Thursday, October 29, 2009

 

Landsburg Takes It Easy On Dawkins

This morning I had an email from Steve Landsburg in my inbox. I thought that he was either inviting me to co-author a book with him, or wanted to tell me he was using my PIG to Capitalism as the main textbook in his graduate classes.

Turns out it was an automatic message letting me know about his new blog. The top post right now showcases a ludicrous excerpt from Richard Dawkins, which I reproduce below, followed by Landsburg's response. (And yes, I know there are plenty of evangelicals who say similarly ridiculous things about evolution. But Dawkins is supposed to be the expert who knows what he's talking about.)

[Dawkins:] Where does [Darwinian evolution] leave God? The kindest thing to say is that it leaves him with nothing to do, and no achievements that might attract our praise, our worship or our fear. Evolution is God’s redundancy notice, his pink slip. But we have to go further. A complex creative intelligence with nothing to do is not just redundant. A divine designer is all but ruled out by the consideration that he must be at least as complex as the entities he was wheeled out to explain. God is not dead. He was never alive in the first place.

[Landsburg:] But Darwinian evolution can’t replace God, because Darwinian evolution (at best) explains life, and explaining life was never the hard part. The Big Question is not: Why is there life? The Big Question is: Why is there anything? Explaining life does not count as explaining the Universe.


From then on, I don't agree with Landsburg's overall conclusion, since he too is an atheist it seems.

I would have to think about it more, but it's possible Landsburg is making the same type of mistake Dawkins is. In other words, Dawkins knows a heck of a lot about the workings of evolution, and somehow concludes that the process rules out God. Landsburg, in contrast, is actually more of a mathematician than an economist (I'm not knocking him--someone at the U of R told me he just teaches the math classes), and he ends up concluding that the existence of mathematics makes God unnecessary.

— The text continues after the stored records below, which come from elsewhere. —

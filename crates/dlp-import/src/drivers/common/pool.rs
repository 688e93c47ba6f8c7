//! PostgreSQL connection pools shared by the reader and writer.

use std::time::Duration;

use deadpool_postgres::{Manager, ManagerConfig, Pool, RecyclingMethod};
use tokio_postgres::Config as PgConfig;
use tracing::{info, warn};

use crate::config::{SourceConfig, TargetConfig};
use crate::error::{MigrateError, Result};

use super::tls::{SslMode, TlsBuilder};

/// Connection pool timeout.
const POOL_CONNECTION_TIMEOUT: Duration = Duration::from_secs(30);

/// Connection settings for one PostgreSQL server.
#[derive(Clone)]
pub struct PgEndpoint {
    pub host: String,
    pub port: u16,
    pub database: String,
    pub user: String,
    pub password: String,
    pub ssl_mode: String,
}

impl std::fmt::Debug for PgEndpoint {
    fn fmt(&self, f: &mut std::fmt::Formatter<'_>) -> std::fmt::Result {
        f.debug_struct("PgEndpoint")
            .field("host", &self.host)
            .field("port", &self.port)
            .field("database", &self.database)
            .field("user", &self.user)
            .field("password", &"[REDACTED]")
            .field("ssl_mode", &self.ssl_mode)
            .finish()
    }
}

impl From<&SourceConfig> for PgEndpoint {
    fn from(c: &SourceConfig) -> Self {
        Self {
            host: c.host.clone(),
            port: c.port,
            database: c.database.clone(),
            user: c.user.clone(),
            password: c.password.clone(),
            ssl_mode: c.ssl_mode.clone(),
        }
    }
}

impl From<&TargetConfig> for PgEndpoint {
    fn from(c: &TargetConfig) -> Self {
        Self {
            host: c.host.clone(),
            port: c.port,
            database: c.database.clone(),
            user: c.user.clone(),
            password: c.password.clone(),
            ssl_mode: c.ssl_mode.clone(),
        }
    }
}

impl PgEndpoint {
    fn pg_config(&self) -> PgConfig {
        let mut pg_config = PgConfig::new();
        pg_config.host(&self.host);
        pg_config.port(self.port);
        pg_config.dbname(&self.database);
        pg_config.user(&self.user);
        pg_config.password(&self.password);
        pg_config.application_name("dlp-import");

        // Connection options for reliability
        pg_config.keepalives(true);
        pg_config.keepalives_idle(Duration::from_secs(30));
        pg_config.connect_timeout(POOL_CONNECTION_TIMEOUT);
        pg_config
    }
}

/// Build a pool and check that one connection can be opened.
///
/// `role` names the pool in errors and logs ("source" or "target").
pub async fn connect_pool(endpoint: &PgEndpoint, max_conns: usize, role: &str) -> Result<Pool> {
    let mgr_config = ManagerConfig {
        recycling_method: RecyclingMethod::Fast,
    };
    let context = format!("creating PostgreSQL {} pool", role);

    let ssl_mode = SslMode::parse(&endpoint.ssl_mode)?;
    let pool = match TlsBuilder::new(ssl_mode).build()? {
        None => {
            warn!(
                "PostgreSQL {} TLS is disabled. Credentials will be transmitted in plaintext.",
                role
            );
            let mgr = Manager::from_config(endpoint.pg_config(), tokio_postgres::NoTls, mgr_config);
            Pool::builder(mgr)
                .max_size(max_conns)
                .build()
                .map_err(|e| MigrateError::pool(e, context.clone()))?
        }
        Some(tls_connector) => {
            let mgr = Manager::from_config(endpoint.pg_config(), tls_connector, mgr_config);
            Pool::builder(mgr)
                .max_size(max_conns)
                .build()
                .map_err(|e| MigrateError::pool(e, context.clone()))?
        }
    };

    // Test connection
    let client = pool
        .get()
        .await
        .map_err(|e| MigrateError::pool(e, format!("testing PostgreSQL {} connection", role)))?;
    client.simple_query("SELECT 1").await?;

    info!(
        "Connected to PostgreSQL {}: {}:{}/{}",
        role, endpoint.host, endpoint.port, endpoint.database
    );
    Ok(pool)
}

/// Quote a PostgreSQL identifier.
pub fn quote_ident(name: &str) -> String {
    format!("\"{}\"", name.replace('"', "\"\""))
}

/// `"schema"."table"`.
pub fn qualify_table(schema: &str, table: &str) -> String {
    format!("{}.{}", quote_ident(schema), quote_ident(table))
}

#[cfg(test)]
mod tests {
    use super::*;

    #[test]
    fn test_quote_ident() {
        assert_eq!(quote_ident("users"), "\"users\"");
        assert_eq!(quote_ident("user\"table"), "\"user\"\"table\"");
        assert_eq!(qualify_table("ds", "t"), "\"ds\".\"t\"");
    }

    #[test]
    fn test_endpoint_debug_redacts_password() {
        let endpoint = PgEndpoint {
            host: "db".into(),
            port: 5432,
            database: "app".into(),
            user: "u".into(),
            password: "hunter2".into(),
            ssl_mode: "disable".into(),
        };
        let debug = format!("{:?}", endpoint);
        assert!(!debug.contains("hunter2"));
        assert!(debug.contains("[REDACTED]"));
    }
}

Thus far I haven't heard Paul Krugman say that comparative advantage proves Jesus couldn't have been perfect and hence wasn't God, but it wouldn't shock me at this point.



Comments:
Dawkins believes in the multiverse theory, in order to explain away our "fine tuned" universe. If he just stuck to biology, he could be taken a little more seriously.
 
As you resident information theory consultant, let me say for the record that I just about vomitted at this part:

the most complex thing I’m aware of is the system of natural numbers (0,1,2,3, and all the rest of them) together with the laws of arithmetic. That system did not emerge, by gradual degrees, from simpler beginnings.

If you doubt the complexity of the natural numbers, take note that you can use just a small part of them to encode the entire human genome. That makes the natural numbers more complex than human life.

Landsburg has no clue what the f*** he's talking about, and, from my past readings of his "innovative" work, it's not the first time either.

No, I'm not just upset because his wife banned me from EconLog, thanks for asking. I can give you my full info-theoretical debunking at half the rate I usually charge.
 
Silas, that part seemed odd to me as well.

Holy cow I never put two and two together. Mrs. Landsburg has edited my stuff before.
 
Am I missing something or isn't the point Dawkins is making that since life was not "created" by God but is a product of evolution that the need for a God explanation is moot. In other words, the claims made by Christians that God created man in his own image are false and therefore the claims of Christian cosmology are false as well.

I am an atheist and find that I disagree with Dawkins about a great many things but I think that if you accept evolution you must reject the Christian account for the origin of the universe and man. After all, cherrypicking the parts of the Bible that you want to believe mean that you are not a Christian in the meaningful sense of the word and you are instead believing in a philosophy propounded by a great teacher rather than a religion.

At any rate, whether you believe in evolution or that your imaginary friend are responsible for life it is irrelevant - everybody lives their life as if they evolved. The reason I say this is based on the question my five year old asked me the other day - "if heaven is so great why don't we kill ourselves and get there right now." The answer, apart from a theological construct to deny the truth of that question, is that we all deep down know its nonsense and none of us is in a hurry to get to heaven.
 
Secede: "if you accept evolution you must reject the Christian account for the origin of the universe and man."

I agree completely. But there are a lot of Christians who desperately want the mash the two together. Francis Collins, head of the genome project is one. Atheists rightly call it "God in the gaps."

Christians think they can ignore the first two chapters of Genesis with no problems. They just need to believe in Jesus. They forget that the only reason Jesus came was to undo what happened in Genesis one and two. So without them, Jesus makes no sense.

"if heaven is so great why don't we kill ourselves and get there right now."

I can't speak for everyone, but those of us who believe in heaven understand that suicide is tantamount to murder. The whole Christian thing comes with some moral obligations.

Besides, Christians don't hope to spend enternity in heaven. The real Christian hope is the resurection and transformation of the human body and an eternal life on a reformed earth.